9:22 p.m. — Loud, squelchy, Metal Machine Music synths. My ears hurt, there are neon lights, and I'm pretty down with all of it.

9:24 p.m. — Everyone is turning into a dog I think? A bunch of crouching, chanted naked people; strong whiffs of the end of Hereditary.

9:25 p.m. — Now it's a telenovela with supertitles? Everyone is everyone's cousin, lots of guns and crying, audience is loving this (me included).

9:32 p.m. — Pretty sure it's almost over, and now the performers are worshipping a lil' dog on a scooter that looks like a Poo-Chi?

SUNDAY, SEPTEMBER 15

Ahamafule J. Oluo’s Susan
Newmark Theatre

Pitch: The Seattle jazz musician-slash-standup comedian mines his family history for a new musical, with support from his band The Industrial Revelation.

6:24 p.m. — I am hideously full from a 30-minute sprint through Feast’s barbecue event. Four women wearing orange (including, yes, an orange fisherman’s hat) sit down in front of me. Let's do this.

6:30 p.m. — The hanging Edison bulbs remind me of my college production of Spring Awakening, where, in the final scene, the entire cast walked onstage attached to a massive vine.

Ahamafule J. Oluo performs Susan.

Image: Maria Di Rosa

6:32 p.m. — WAIT THIS GUY IS MARRIED TO LINDY WEST?!   

 6:33 p.m. — There's an ASL interpreter here, which is rad, and the show's informal structure (it's a workshop) makes the whole thing feel like kind of a bear hug. Oluo's playing fast and loose with the fourth wall, people are responding vocally to his anecdotes and jokes, I feel cozy. 

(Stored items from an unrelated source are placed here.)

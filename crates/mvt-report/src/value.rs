//! Lenient accessors over MVT's loosely typed JSON records.

use serde_json::Value;
use time::macros::format_description;
use time::format_description::well_known::Rfc3339;
use time::{OffsetDateTime, PrimitiveDateTime};

const UNKNOWN: &str = "Unknown";

/// Renders a JSON value the way it should appear in report text.
pub(crate) fn display_value(value: &Value) -> String {
    match value {
        Value::String(text) => text.clone(),
        Value::Null => "None".to_string(),
        other => other.to_string(),
    }
}

/// Returns `record[key]` as display text, or `default` when absent.
pub(crate) fn field_or(record: &Value, key: &str, default: &str) -> String {
    record
        .get(key)
        .map_or_else(|| default.to_string(), display_value)
}

/// Returns `record[key]` as display text, or `"Unknown"` when absent.
pub(crate) fn field(record: &Value, key: &str) -> String {
    field_or(record, key, UNKNOWN)
}

/// Returns the first present key among `keys` as display text.
pub(crate) fn first_field(record: &Value, keys: &[&str]) -> String {
    keys.iter()
        .find_map(|key| record.get(*key))
        .map_or_else(|| UNKNOWN.to_string(), display_value)
}

/// Converts a value to a float, treating missing or malformed values as zero.
pub(crate) fn safe_numeric(value: Option<&Value>) -> f64 {
    match value {
        Some(Value::Number(number)) => number.as_f64().unwrap_or(0.0),
        Some(Value::String(text)) => text.trim().parse::<f64>().unwrap_or(0.0),
        Some(Value::Bool(flag)) => f64::from(u8::from(*flag)),
        _ => 0.0,
    }
}

/// Python-style truthiness used by MVT's own boolean-ish fields.
pub(crate) fn truthy(value: Option<&Value>) -> bool {
    match value {
        None | Some(Value::Null) => false,
        Some(Value::Bool(flag)) => *flag,
        Some(Value::Number(number)) => number.as_f64().is_some_and(|number| number != 0.0),
        Some(Value::String(text)) => !text.is_empty(),
        Some(Value::Array(items)) => !items.is_empty(),
        Some(Value::Object(map)) => !map.is_empty(),
    }
}

/// Returns the last dotted component of a bundle identifier.
pub(crate) fn bundle_display_name(bundle_id: &str) -> &str {
    bundle_id.rsplit('.').next().unwrap_or(bundle_id)
}

/// Parses the timestamp shapes MVT writes: RFC 3339 strings, naive
/// `YYYY-MM-DD HH:MM:SS[.ffffff]` strings and Unix epoch numbers.
pub(crate) fn parse_timestamp(value: &Value) -> Option<OffsetDateTime> {
    match value {
        Value::Number(number) => {
            let seconds = number.as_f64()?;
            #[allow(clippy::cast_possible_truncation)]
            OffsetDateTime::from_unix_timestamp(seconds.trunc() as i64).ok()
        }
        Value::String(text) => parse_timestamp_text(text),
        _ => None,
    }
}

fn parse_timestamp_text(text: &str) -> Option<OffsetDateTime> {
    let text = text.trim();
    if let Ok(parsed) = OffsetDateTime::parse(text, &Rfc3339) {
        return Some(parsed);
    }

    let without_fraction = text.split('.').next()?.trim_end_matches('Z');
    let normalized = without_fraction.replacen('T', " ", 1);
    let naive_format = format_description!("[year]-[month]-[day] [hour]:[minute]:[second]");

    PrimitiveDateTime::parse(&normalized, naive_format)
        .ok()
        .map(PrimitiveDateTime::assume_utc)
}

/// Formats a timestamp as `YYYY-MM-DD HH:MM:SS`.
pub(crate) fn format_timestamp(timestamp: OffsetDateTime) -> String {
    let output_format = format_description!("[year]-[month]-[day] [hour]:[minute]:[second]");

    timestamp
        .format(output_format)
        .unwrap_or_else(|_| timestamp.to_string())
}

/// Formats a timestamp as `YYYY-MM-DD`.
pub(crate) fn format_date(timestamp: OffsetDateTime) -> String {
    let output_format = format_description!("[year]-[month]-[day]");

    timestamp
        .format(output_format)
        .unwrap_or_else(|_| timestamp.date().to_string())
}

/// Formats a whole number with `,` thousands separators.
pub(crate) fn group_thousands(value: f64) -> String {
    #[allow(clippy::cast_possible_truncation)]
    let whole = value.trunc() as i64;
    let digits = whole.unsigned_abs().to_string();
    let mut grouped = String::with_capacity(digits.len() + digits.len() / 3 + 1);
    if whole < 0 {
        grouped.push('-');
    }
    for (index, digit) in digits.chars().enumerate() {
        if index > 0 && (digits.len() - index) % 3 == 0 {
            grouped.push(',');
        }
        grouped.push(digit);
    }

    grouped
}

/// Bytes to mebibytes.
pub(crate) fn to_megabytes(bytes: f64) -> f64 {
    bytes / (1024.0 * 1024.0)
}

/// Capitalizes the first letter of every alphabetic run.
pub(crate) fn title_case(text: &str) -> String {
    let mut titled = String::with_capacity(text.len());
    let mut previous_is_alphabetic = false;
    for character in text.chars() {
        if character.is_alphabetic() {
            if previous_is_alphabetic {
                titled.extend(character.to_lowercase());
            } else {
                titled.extend(character.to_uppercase());
            }
            previous_is_alphabetic = true;
        } else {
            titled.push(character);
            previous_is_alphabetic = false;
        }
    }

    titled
}
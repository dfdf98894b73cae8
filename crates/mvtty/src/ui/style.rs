//! Shared colors for console lines and status indicators.

use ratatui::style::{Color, Modifier, Style};

use crate::domain::LineKind;
use crate::infra::probe::ToolStatus;

/// Base style of a console line before ANSI escapes are applied.
pub fn line_kind_style(kind: LineKind) -> Style {
    match kind {
        LineKind::Command => Style::default()
            .fg(Color::Cyan)
            .add_modifier(Modifier::BOLD),
        LineKind::Output => Style::default().fg(Color::White),
        LineKind::Info => Style::default().fg(Color::Blue),
        LineKind::Success => Style::default().fg(Color::Green),
        LineKind::Failure => Style::default().fg(Color::Red),
        LineKind::Warning => Style::default().fg(Color::Yellow),
    }
}

pub fn tool_status_style(status: ToolStatus) -> Style {
    let color = match status {
        ToolStatus::Checking | ToolStatus::Skipped => Color::Gray,
        ToolStatus::Ready => Color::Green,
        ToolStatus::Warning => Color::Yellow,
        ToolStatus::Missing => Color::Red,
    };

    Style::default().fg(color).add_modifier(Modifier::BOLD)
}

/// Style of the focused field label or action.
pub fn focused_style() -> Style {
    Style::default()
        .fg(Color::Yellow)
        .add_modifier(Modifier::BOLD)
}

pub fn timestamp_style() -> Style {
    Style::default().fg(Color::DarkGray)
}

pub fn placeholder_style() -> Style {
    Style::default()
        .fg(Color::DarkGray)
        .add_modifier(Modifier::ITALIC)
}
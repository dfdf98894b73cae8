//! MVT installation check.

use std::time::Duration;

use async_trait::async_trait;
use tracing::{error, info, warn};

use crate::domain::{MvtCommand, Platform};

const PROBE_TIMEOUT: Duration = Duration::from_secs(10);

/// Title of the overlay shown when MVT is not usable.
pub const INSTALL_WARNING_TITLE: &str = "MVT Installation Check";

/// Body of the overlay shown when MVT is not usable.
pub const INSTALL_WARNING_MESSAGE: &str = "Mobile Verification Toolkit (MVT) Installation Issue\n\n\
MVT was not found in your system PATH or is not responding correctly.\n\n\
Please ensure MVT is installed correctly before using this application.\n\n\
Installation instructions:\n\
- pip3 install mvt\n\
- Restart the terminal/command prompt\n\
- Ensure Python and pip are in your PATH";

/// Availability of the MVT tools on this machine.
#[derive(Clone, Copy, Debug, Eq, PartialEq)]
pub enum ToolStatus {
    Checking,
    Ready,
    /// The tool ran but exited with a failure.
    Warning,
    /// The tool is not installed or did not answer in time.
    Missing,
    /// The check was disabled from the command line.
    Skipped,
}

impl ToolStatus {
    pub fn label(self) -> &'static str {
        match self {
            ToolStatus::Checking => "Checking MVT...",
            ToolStatus::Ready => "MVT Ready",
            ToolStatus::Warning => "MVT Warning",
            ToolStatus::Missing => "MVT Missing",
            ToolStatus::Skipped => "MVT Unchecked",
        }
    }

    /// Returns whether the installation warning should be shown.
    pub fn needs_attention(self) -> bool {
        matches!(self, ToolStatus::Warning | ToolStatus::Missing)
    }
}

/// Checks whether the MVT tools can be executed.
#[cfg_attr(test, mockall::automock)]
#[async_trait]
pub trait ToolProbe: Send + Sync {
    async fn probe(&self) -> ToolStatus;
}

/// Probe that runs `mvt-ios version` with a timeout.
pub struct MvtProbe {
    command: MvtCommand,
    timeout: Duration,
}

impl MvtProbe {
    pub fn new() -> Self {
        Self::with_command(
            MvtCommand::for_platform(Platform::Ios, "version"),
            PROBE_TIMEOUT,
        )
    }

    /// Creates a probe running a custom command.
    pub fn with_command(command: MvtCommand, timeout: Duration) -> Self {
        Self { command, timeout }
    }
}

impl Default for MvtProbe {
    fn default() -> Self {
        Self::new()
    }
}

#[async_trait]
impl ToolProbe for MvtProbe {
    async fn probe(&self) -> ToolStatus {
        let mut command = self.command.to_process_command();
        command.kill_on_drop(true);

        match tokio::time::timeout(self.timeout, command.output()).await {
            Ok(Ok(output)) if output.status.success() => {
                info!("MVT is installed and working correctly");

                ToolStatus::Ready
            }
            Ok(Ok(output)) => {
                warn!(status = %output.status, "MVT may not be installed correctly");

                ToolStatus::Warning
            }
            Ok(Err(probe_error)) => {
                error!(%probe_error, "MVT is not installed or not in PATH");

                ToolStatus::Missing
            }
            Err(_) => {
                error!(timeout = ?self.timeout, "MVT did not respond in time");

                ToolStatus::Missing
            }
        }
    }
}
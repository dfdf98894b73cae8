use std::path::Path;

use ratatui::Frame;
use ratatui::layout::Rect;
use ratatui::style::{Color, Modifier, Style};
use ratatui::text::{Line, Span};
use ratatui::widgets::Paragraph;

use crate::app::AppMode;
use crate::infra::paths;
use crate::ui::Component;
use crate::ui::text_util::truncate_start;

const IOC_INDICATOR: char = '\u{25c6}'; // ◆

/// Bottom bar with key hints for the current mode and the indicator directory.
pub struct FooterBar<'a> {
    hints: &'static str,
    ioc_dir: &'a Path,
}

impl<'a> FooterBar<'a> {
    pub fn new(mode: &AppMode, ioc_dir: &'a Path) -> Self {
        Self {
            hints: key_hints(mode),
            ioc_dir,
        }
    }
}

impl Component for FooterBar<'_> {
    fn render(&self, f: &mut Frame, area: Rect) {
        let left_text = format!(" {}", self.hints);
        let left_width = left_text.chars().count();
        let mut spans = vec![Span::styled(
            left_text,
            Style::default()
                .fg(Color::White)
                .add_modifier(Modifier::DIM),
        )];

        let total_width = usize::from(area.width);
        let available = total_width.saturating_sub(left_width + 3);
        let ioc_label = format!("{IOC_INDICATOR} IOCs: ");
        let label_width = ioc_label.chars().count();
        if available > label_width + 8 {
            let ioc_dir = truncate_start(&paths::display_path(self.ioc_dir), available - label_width);
            let right_text = format!("{ioc_label}{ioc_dir}");
            let padding_width = total_width - left_width - right_text.chars().count() - 1;

            spans.push(Span::raw(" ".repeat(padding_width)));
            spans.push(Span::styled(right_text, Style::default().fg(Color::Green)));
        }

        let footer = Paragraph::new(Line::from(spans))
            .style(Style::default().bg(Color::DarkGray).fg(Color::White));

        f.render_widget(footer, area);
    }
}

/// Returns the key hints shown for `mode`.
fn key_hints(mode: &AppMode) -> &'static str {
    match mode {
        AppMode::Normal => {
            "Tab: tabs | j/k: move | Enter: select | o: browse | s: stop | c: clear | PgUp/PgDn: \
             scroll | q: quit"
        }
        AppMode::Editing { .. } => "Enter: save | Esc: cancel | Ctrl-u: clear",
        AppMode::PathPicker(_) => {
            "Enter: open/pick | s: pick highlighted | c: pick this dir | Backspace: up | .: hidden \
             | Esc: cancel"
        }
        AppMode::Message { .. } => "Enter: dismiss",
    }
}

6:44 p.m. — He's incorporating pre-recorded sound (interviews with family, mostly) and I hate to say it, but it's... kind of a live podcast.

6:55 p.m. — These songs are so good! "I'm Not Alone" is ecstatic! 

7:00 p.m. — Recordings of his mom are a treasure: funny, tender, blunt. Not sure he knows exactly what to do with all this raw material, but it's great raw material.

7:14 p.m. — He just told a joke about a chicken being "peckish" and followed it up with "See what white people made me do?" in a great bit about gentrification. Audience cleaved in half between "I love this" and stiff silence.

7:20 p.m. — We've lost the through line, I think (there's a story in here about his mom, and a story about him traveling to Nigeria, and they don't really meet), but there was just a super dope sax solo. This thing is messy but I feel like it could make me cry?

7:30 p.m. — ULTIMATELY, I am crying.